▸ **Collected data**

----------------------------------------

//! Handing an emergency alert to the phone, SMS or chat app

use crate::{Result, SahayakError};
use std::process::Command;
use tracing::{info, warn};

#[derive(Debug, Clone, Copy, PartialEq, Eq)]
pub enum DispatchAction {
    VoiceCall,
    ChatMessage,
    TextMessage,
}

impl DispatchAction {
    pub const ALL: [DispatchAction; 3] = [
        DispatchAction::VoiceCall,
        DispatchAction::ChatMessage,
        DispatchAction::TextMessage,
    ];

    pub fn label(&self) -> &'static str {
        match self {
            DispatchAction::VoiceCall => "Phone Call",
            DispatchAction::ChatMessage => "WhatsApp Message",
            DispatchAction::TextMessage => "SMS Message",
        }
    }

    /// Platform URI carrying the number and, for messages, the encoded body
    pub fn uri(&self, phone: &str, body: &str) -> String {
        match self {
            DispatchAction::VoiceCall => format!("tel:{}", phone),
            DispatchAction::TextMessage => {
                format!("sms:{}?body={}", phone, urlencoding::encode(body))
            }
            DispatchAction::ChatMessage => format!(
                "https://wa.me/{}?text={}",
                chat_number(phone),
                urlencoding::encode(body)
            ),
        }
    }
}

/// Chat links want bare digits: no spaces, plus signs or dashes
fn chat_number(phone: &str) -> String {
    phone
        .chars()
        .filter(|c| !c.is_whitespace() && *c != '+' && *c != '-')
        .collect()
}

/// Opens a platform URI
pub trait PlatformLauncher: Send + Sync {
    fn launch(&self, uri: &str) -> Result<()>;
}

/// Opens URIs with the desktop's handler (`open` on macOS, `xdg-open` elsewhere)
#[derive(Debug, Clone)]
pub struct SystemLauncher {
    program: String,
}

impl SystemLauncher {
    pub fn new(program: impl Into<String>) -> Self {
        Self {
            program: program.into(),
        }
    }
}

impl Default for SystemLauncher {
    fn default() -> Self {
        if cfg!(target_os = "macos") {
            Self::new("open")
        } else {
            Self::new("xdg-open")
        }
    }
}

impl PlatformLauncher for SystemLauncher {
    fn launch(&self, uri: &str) -> Result<()> {
        info!("Launching {}", uri);
        let status = Command::new(&self.program)
            .arg(uri)
            .status()
            .map_err(|e| SahayakError::DispatchError(format!("{}: {}", self.program, e)))?;

        if status.success() {
            Ok(())
        } else {
            Err(SahayakError::DispatchError(format!(
                "{} exited with {}",
                self.program, status
            )))
        }
    }
}

/// Records the URI in the log without opening anything
#[derive(Debug, Default, Clone)]
pub struct LogOnlyLauncher;

impl PlatformLauncher for LogOnlyLauncher {
    fn launch(&self, uri: &str) -> Result<()> {
        warn!("No platform launcher configured; would open {}", uri);
        Ok(())
    }
}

----------------------------------------

▸ **TRY IT**
A single figure is required: how many lines above contain the word "info".

▸ **REPLY TO THE EXERCISE**
2